Palangka Raya (ANTARA News) - Puluhan buruh dari dua perusahaan perkebunan kelapa sawit grup Matahari Kahuripan Indonesia melakukan aksi tutup mulut dan mogok makan sebagai upaya memperjuangkan hak-hak normatif yang sampai sekarang belum dipenuhi perusahaan.
Aksi ini juga sebagai upaya melawan intimidasi dan tindakan kekerasan yang dilakukan manajemen PT Mukti Sawit Kahuripan, dan PT Surya Inti Sawit Kahuripan, kata koordinator Wilayah Serikat Buruh Sejahtera Indonesia (SBSI) Kalteng Hatir Sata Tarigan saat mendampingi aksi para buruh di Palangka Raya, Selasa.
"Dua perusahaan itu tidak hanya berbuat sewenang-wenang kepada ratusan buruh, tapi juga memaksa dan mengintimidasi agar mengakhiri hubungan kerja tanpa uang pesangon. Ini sudah tidak benar dan harus dilawan. Jadi, aksi mogok para buruh ini akan terus dilakukan sampai waktu yang tidak ditentukan," tambahnya.
Polemik ratusan buruh dengan dua perusahaan grup Makin yang beroperasi di Kabupaten Kotim ini telah berlangsung sejak tahun 2016. Berbagai upaya Bipartit dan Tripartit telah dilakukan, namun polemik ini tak kunjung selesai malah semakin ricuh bahkan memakan korban.

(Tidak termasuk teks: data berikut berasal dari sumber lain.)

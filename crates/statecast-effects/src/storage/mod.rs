//! Host storage with cross-context change notifications
//!
//! [`StorageBus`] plays the role of the host's storage-event channel: every
//! change made through any attached store is published on it. Listeners are
//! expected to drop events from their own context, since hosts only notify
//! *other* contexts.

mod memory;

pub use memory::{MemoryStorage, MemoryStore};

use statecast_core::StorageEvent;
use tokio::sync::broadcast;

/// Default capacity of a [`StorageBus`].
pub const DEFAULT_EVENT_BUFFER: usize = 256;

/// Fan-out of [`StorageEvent`]s to every subscribed context.
#[derive(Debug, Clone)]
pub struct StorageBus {
    sender: broadcast::Sender<StorageEvent>,
}

impl StorageBus {
    /// Bus holding up to `capacity` undelivered events per subscriber.
    ///
    /// A capacity of zero is raised to one.
    pub fn new(capacity: usize) -> Self {
        let (sender, _) = broadcast::channel(capacity.max(1));
        Self { sender }
    }

    /// Announce a change. Returns how many subscribers will see it.
    pub fn publish(&self, event: StorageEvent) -> usize {
        // No subscribers is not an error: nobody is listening yet.
        self.sender.send(event).unwrap_or(0)
    }

    /// Receive every event published from now on.
    pub fn subscribe(&self) -> broadcast::Receiver<StorageEvent> {
        self.sender.subscribe()
    }

    /// Number of live subscriptions.
    pub fn subscriber_count(&self) -> usize {
        self.sender.receiver_count()
    }
}

impl Default for StorageBus {
    fn default() -> Self {
        Self::new(DEFAULT_EVENT_BUFFER)
    }
}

Hatir yang juga mantan Anggota DPRD Kota Palangka Raya itu mengatakan, aksi telah belasan kali dilakukan untuk memperjuangkan hak-hak para buruh. Bahkan, tiga buruh PT SISK yang ikut berjuang mendapatkan hak-hak normatifnya mendapat perlakuan kurang baik dan mengalami kekerasan fisik.

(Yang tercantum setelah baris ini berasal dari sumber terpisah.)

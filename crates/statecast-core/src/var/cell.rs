//! Cells: the synchronous value cache behind a stored variable

use crate::errors::Result;
use parking_lot::RwLock;
use std::fmt;

/// Synchronous storage for a variable's current value.
///
/// `get` never waits on a channel. A cell that cannot be written keeps the
/// default `set`, which accepts and ignores the value.
pub trait Cell<T>: Send + Sync {
    /// The current value.
    fn get(&self) -> Result<T>;

    /// Store a new value.
    fn set(&self, _value: T) -> Result<()> {
        Ok(())
    }
}

/// Cell holding its value in process memory.
pub struct MemoryCell<T> {
    value: RwLock<T>,
}

impl<T> MemoryCell<T> {
    /// Cell starting at `initial`.
    pub fn new(initial: T) -> Self {
        Self {
            value: RwLock::new(initial),
        }
    }
}

impl<T> Cell<T> for MemoryCell<T>
where
    T: Clone + Send + Sync,
{
    fn get(&self) -> Result<T> {
        Ok(self.value.read().clone())
    }

    fn set(&self, value: T) -> Result<()> {
        *self.value.write() = value;
        Ok(())
    }
}

impl<T: fmt::Debug> fmt::Debug for MemoryCell<T> {
    fn fmt(&self, f: &mut fmt::Formatter<'_>) -> fmt::Result {
        f.debug_struct("MemoryCell")
            .field("value", &*self.value.read())
            .finish()
    }
}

"Setelah kita mencari berbagai informasi, ternyata perusahaan kelapa sawit tergabung di grup Makin banyak yang bermasalah dan berbuat sewenang-wenang terhadap buruh. Tidak hanya di Kabupaten Kotim, tapi juga di Barito Utara, bahkan Palembang," bebernya.
Dia mengatakan, polemik buruh dengan dua perusahaan grup Makin bermula ketika ada perubahan kebijakan secara sepihak dari manajemen, yakni sistem kerja pemanen dan pemuat tandan buah kelapa sawit ditambah namun tidak didukung peningkatan penghasilan.

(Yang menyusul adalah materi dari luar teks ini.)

//! Persisted channels and variables
//!
//! A [`PersistedChannel`] merges two change sources for one stored key:
//! - the registry channel, fed by notifications from other contexts
//! - a private local channel, fed by this handle's own writes, since hosts
//!   do not notify the context that made a change
//!
//! A read resolves with whichever source fires first. A local write and a
//! near-simultaneous notification can both be delivered, so consumers must
//! treat repeated values as idempotent.

use crate::registry::{ChannelRegistry, RegistryLease};
use futures::future::{self, BoxFuture, Either, FutureExt};
use statecast_core::codec::{TextCodec, Transcoder};
use statecast_core::reactive::{Broadcast, BroadcastChannel};
use statecast_core::var::{Cell, StoredVar};
use statecast_core::{KeyValueStore, Result};
use std::fmt;
use std::sync::Arc;

/// Codec between stored text and a value.
pub type StoreCodec<T> = Arc<dyn Transcoder<Option<String>, T>>;

// ─────────────────────────────────────────────────────────────────────────────
// Channel
// ─────────────────────────────────────────────────────────────────────────────

/// Broadcast channel backed by one key of a [`KeyValueStore`].
pub struct PersistedChannel<T: Clone> {
    store: Arc<dyn KeyValueStore>,
    key: String,
    codec: StoreCodec<T>,
    local: BroadcastChannel<T>,
    lease: RegistryLease,
}

impl<T> PersistedChannel<T>
where
    T: Clone + Send + Sync + 'static,
{
    /// Channel for `key` in `store`, listening through `registry`.
    pub fn new<C>(
        registry: &ChannelRegistry,
        store: Arc<dyn KeyValueStore>,
        key: impl Into<String>,
        codec: C,
    ) -> Self
    where
        C: Transcoder<Option<String>, T> + 'static,
    {
        Self::with_shared_codec(registry, store, key, Arc::new(codec))
    }

    /// Like [`new`](Self::new), with a codec shared with other holders.
    pub fn with_shared_codec(
        registry: &ChannelRegistry,
        store: Arc<dyn KeyValueStore>,
        key: impl Into<String>,
        codec: StoreCodec<T>,
    ) -> Self {
        let key = key.into();
        let lease = registry.listen(store.id(), &key);
        Self {
            store,
            key,
            codec,
            local: BroadcastChannel::new(),
            lease,
        }
    }

    /// The stored key.
    pub fn key(&self) -> &str {
        &self.key
    }
}

impl<T> Broadcast<T> for PersistedChannel<T>
where
    T: Clone + Send + Sync + 'static,
{
    fn read(&self) -> BoxFuture<'static, Result<T>> {
        let remote = self.lease.channel().next();
        let local = self.local.next();
        let codec = self.codec.clone();
        async move {
            match future::select(remote, local).await {
                Either::Left((raw, _)) => codec.decode(raw),
                Either::Right((value, _)) => Ok(value),
            }
        }
        .boxed()
    }

    fn write(&self, value: T) -> Result<()> {
        match self.codec.encode(value.clone())? {
            Some(text) => self.store.set(&self.key, &text)?,
            None => self.store.remove(&self.key)?,
        }
        self.local.write(value);
        Ok(())
    }
}

impl<T: Clone> fmt::Debug for PersistedChannel<T> {
    fn fmt(&self, f: &mut fmt::Formatter<'_>) -> fmt::Result {
        f.debug_struct("PersistedChannel")
            .field("store", self.store.id())
            .field("key", &self.key)
            .finish_non_exhaustive()
    }
}

// ─────────────────────────────────────────────────────────────────────────────
// Cell
// ─────────────────────────────────────────────────────────────────────────────

/// Read side of a stored key. Writes go through the channel, so the
/// default no-op `set` is kept.
pub struct StorageCell<T> {
    store: Arc<dyn KeyValueStore>,
    key: String,
    codec: StoreCodec<T>,
}

impl<T> StorageCell<T> {
    /// Cell reading `key` from `store` through `codec`.
    pub fn new(store: Arc<dyn KeyValueStore>, key: impl Into<String>, codec: StoreCodec<T>) -> Self {
        Self {
            store,
            key: key.into(),
            codec,
        }
    }
}

impl<T> Cell<T> for StorageCell<T> {
    fn get(&self) -> Result<T> {
        let raw = self.store.get(&self.key)?;
        self.codec.decode(raw)
    }
}

// ─────────────────────────────────────────────────────────────────────────────
// Variables
// ─────────────────────────────────────────────────────────────────────────────

/// Variable over `key` in `store`: reads come straight from the store,
/// writes are durable and announced locally and to other contexts.
pub fn persisted<T, C>(
    registry: &ChannelRegistry,
    store: Arc<dyn KeyValueStore>,
    key: impl Into<String>,
    codec: C,
) -> StoredVar<T>
where
    T: Clone + Send + Sync + 'static,
    C: Transcoder<Option<String>, T> + 'static,
{
    let key = key.into();
    let codec: StoreCodec<T> = Arc::new(codec);
    let cell = StorageCell::new(store.clone(), key.clone(), codec.clone());
    let channel = PersistedChannel::with_shared_codec(registry, store, key, codec);
    StoredVar::new(Arc::new(cell), Arc::new(channel))
}

/// Variable over the raw text of `key`; `None` is a missing key.
pub fn raw(
    registry: &ChannelRegistry,
    store: Arc<dyn KeyValueStore>,
    key: impl Into<String>,
) -> StoredVar<Option<String>> {
    persisted(registry, store, key, TextCodec)
}

#[cfg(test)]
mod tests {
    use super::*;
    use crate::storage::{MemoryStorage, StorageBus};
    use statecast_core::strconv::bmap;
    use statecast_core::var::{Readable, Writable};
    use statecast_core::{ContextId, RegistryConfig};

    fn setup() -> (ChannelRegistry, Arc<dyn KeyValueStore>) {
        let bus = StorageBus::default();
        let context = ContextId::new();
        let storage = MemoryStorage::new("local", bus.clone());
        let config = RegistryConfig {
            auto_start: false,
            ..RegistryConfig::default()
        };
        let registry = ChannelRegistry::new(context, bus, config);
        (registry, Arc::new(storage.attach(context)))
    }

    #[test]
    fn test_write_absent_removes_key() {
        let (registry, store) = setup();
        let channel = PersistedChannel::new(&registry, store.clone(), "k", TextCodec);

        channel.write(Some("v".into())).unwrap();
        assert_eq!(store.get("k").unwrap().as_deref(), Some("v"));

        channel.write(None).unwrap();
        assert_eq!(store.get("k").unwrap(), None);
    }

    #[test]
    fn test_local_write_reaches_local_reader() {
        let (registry, store) = setup();
        let channel = PersistedChannel::new(&registry, store, "n", bmap::number());

        let read = channel.read();
        channel.write(Some(3.0)).unwrap();
        assert_eq!(read.now_or_never(), Some(Ok(Some(3.0))));
    }

    #[test]
    fn test_registry_write_is_decoded() {
        let (registry, store) = setup();
        let channel = PersistedChannel::new(&registry, store.clone(), "n", bmap::number());
        let lease = registry.listen(store.id(), "n");

        let read = channel.read();
        lease.channel().write(Some("12".into()));
        assert_eq!(read.now_or_never(), Some(Ok(Some(12.0))));
    }

    #[test]
    fn test_persisted_var_reads_store() {
        let (registry, store) = setup();
        let var = persisted(&registry, store.clone(), "flag", bmap::bool());

        assert_eq!(var.get().unwrap(), None);
        var.set(Some(true)).unwrap();
        assert_eq!(store.get("flag").unwrap().as_deref(), Some("true"));
        assert_eq!(var.get().unwrap(), Some(true));

        store.set("flag", "nonsense").unwrap();
        assert_eq!(var.get().unwrap(), None);

        let text = raw(&registry, store, "flag");
        assert_eq!(text.get().unwrap().as_deref(), Some("nonsense"));
    }
}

Perubahan itu mulai dari sistem kerja pemanen dan pemuat meningkatkan beban kerja tapi tak diiringi peningkatan penghasilan atau gaji. Di mana pemanen berbasis janjang, ancak dan waktu borongan tonase dengan harga Rp74 per kg, namun karena kebun kurang terawat maka tidak mendapatkan hasil.
Kemudian buruh pemuat dengan sistem lama apabila buah telah mencapai 4 ton akan mendapatkan upah sebesar Rp91.000 namun berubah menjadi Rp48.000, sehingga dengan produktivitas yang sama selisih diterima pekerja berkisar Rp43.106.
"Tindakan perusahaan grup Makin ini harus segera dihentikan. Apabila memungkinkan, boikut produksi dari Perusahaan bersangkutan. Pemerintah juga harus bertindak tegas terhadap perusahaan yang berlaku sewenang-wenang terhadap buruh," demikian Hatir.